Philip Jackson is one of the foremost figurative sculptors working in Britain today. Jackson’s style, by his own admission, is diverse. He has created works which, satisfying his own visions, are both haunting & dramatic. Jackson’s sculptures, thought-provoking & inspiring, have won many awards. His work combines a powerfully executed style with a flair that has proved to have wide appeal.

Philip Jackson was born in Scotland during the world war & now lives & works in West Sussex. He went to the Farnham School of Art. After leaving school he was a press photographer for a year and then joined a design company as a sculptor. Fifty percent of his time is spent on commissions & the other fifty per cent on gallery sculpture. He is well known for his major outdoor pieces, such as the Young Mozart in Chelsea & the Jersey Liberation sculpture. His sources of inspiration have been Epstein, Rodin, Henry Moore, Oscar Nemon & Kenneth Armitage. But the most powerful influence in his life is his wife Jean who works with him.

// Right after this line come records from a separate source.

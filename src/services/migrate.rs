//! Rewrite stored rows in the canonical shape.

use crate::error::Result;
use crate::storage::{PutMode, SiteStore};

/// Rewrite every row through the canonical encoding.
///
/// Rows are decoded through the legacy adapter on read, so writing them back
/// splits combined locations, embeds review objects and adds the shadow
/// attributes. Safe to run repeatedly. Returns the number of rows written.
pub async fn migrate_rows(store: &dyn SiteStore) -> Result<usize> {
    let sites = store.scan(None).await?;
    for site in &sites {
        store.put(site, PutMode::Overwrite).await?;
        log::debug!("Rewrote site {} ({})", site.site_id, site.hospital_name);
    }
    log::info!("Migrated {} site rows", sites.len());
    Ok(sites.len())
}
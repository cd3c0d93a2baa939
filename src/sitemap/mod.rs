//! Sitemap generation for the public front end.
//!
//! Routes are discovered by scanning the front-end sources, rendered as
//! sitemap XML and written next to the other static assets. With the `s3`
//! feature the result can also be published to the static-site bucket.

mod extract;
mod generate;

use std::collections::BTreeSet;
use std::path::PathBuf;

use chrono::Utc;

use crate::error::Result;
use crate::models::SitemapConfig;
use crate::utils::write_atomic;

pub use extract::{RouteExtractor, extract_routes};
pub use generate::generate_sitemap;

/// A rendered sitemap and where it was written.
#[derive(Debug, Clone)]
pub struct Sitemap {
    pub routes: BTreeSet<String>,
    pub xml: String,
    pub path: PathBuf,
}

/// Extract routes, render them and write the sitemap file atomically.
pub async fn write_sitemap(config: &SitemapConfig) -> Result<Sitemap> {
    let base = url::Url::parse(&config.base_url)?;
    let routes = extract_routes(&config.src_dir, &config.extensions)?;
    log::info!(
        "Found {} routes under {}",
        routes.len(),
        config.src_dir.display()
    );

    let xml = generate_sitemap(base.as_str(), &routes, Utc::now());

    let path = config.output.clone();
    write_atomic(&path, xml.as_bytes()).await?;

    log::info!("Sitemap written to {}", path.display());
    Ok(Sitemap { routes, xml, path })
}

/// Upload a rendered sitemap to the configured bucket.
#[cfg(feature = "s3")]
pub async fn publish(config: &SitemapConfig, sitemap: &Sitemap) -> Result<()> {
    use crate::error::AppError;
    use crate::storage::s3::S3Objects;

    let bucket = config
        .bucket
        .as_deref()
        .ok_or_else(|| AppError::config("sitemap.bucket is not set"))?;

    S3Objects::from_env(bucket)
        .await?
        .write_bytes(
            &config.object_key,
            sitemap.xml.clone().into_bytes(),
            "application/xml",
        )
        .await
}

#[cfg(test)]
mod tests {
    use super::*;
    use tempfile::TempDir;

    #[tokio::test]
    async fn writes_sitemap_file() {
        let tmp = TempDir::new().unwrap();
        let src = tmp.path().join("src");
        std::fs::create_dir_all(&src).unwrap();
        std::fs::write(
            src.join("App.js"),
            r#"<Route path="/rotation/:siteId" /><Route path="/search" />"#,
        )
        .unwrap();

        let config = SitemapConfig {
            src_dir: src,
            output: tmp.path().join("public/sitemap.xml"),
            ..Default::default()
        };

        let sitemap = write_sitemap(&config).await.unwrap();
        assert_eq!(sitemap.routes.len(), 3);

        let written = std::fs::read_to_string(&config.output).unwrap();
        assert_eq!(written, sitemap.xml);
        assert!(written.contains("<loc>https://rotationsinfo.com/rotation</loc>"));
        assert!(!tmp.path().join("public/sitemap.tmp").exists());
    }

    #[tokio::test]
    async fn missing_source_dir_fails() {
        let tmp = TempDir::new().unwrap();
        let config = SitemapConfig {
            src_dir: tmp.path().join("nope"),
            output: tmp.path().join("sitemap.xml"),
            ..Default::default()
        };

        assert!(write_sitemap(&config).await.is_err());
        assert!(!config.output.exists());
    }
}
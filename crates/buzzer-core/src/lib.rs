pub mod config;
pub mod error;
pub mod gate;
pub mod player;
pub mod pwm;
pub mod queue;
pub mod tone;

#[cfg(test)]
mod testing;

pub use config::BuzzerConfig;
pub use error::PlayerError;
pub use player::{ToneBuzzer, WorkerState};
pub use pwm::{ChannelConfig, PwmDriver};
pub use tone::{Melody, Note, ToneRequest};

Philip Jackson describes his art in the following words: “My sculptures are essentially an impressionistic rendering of the figure. Where you see the figure seemingly grow out of the ground, the texture resembles tree bark, rock, or lava flow. As the eye moves up the sculpture, the finish becomes gentler & more delicately worked, culminating in the hands and the mask, both of which are precisely observed & modeled.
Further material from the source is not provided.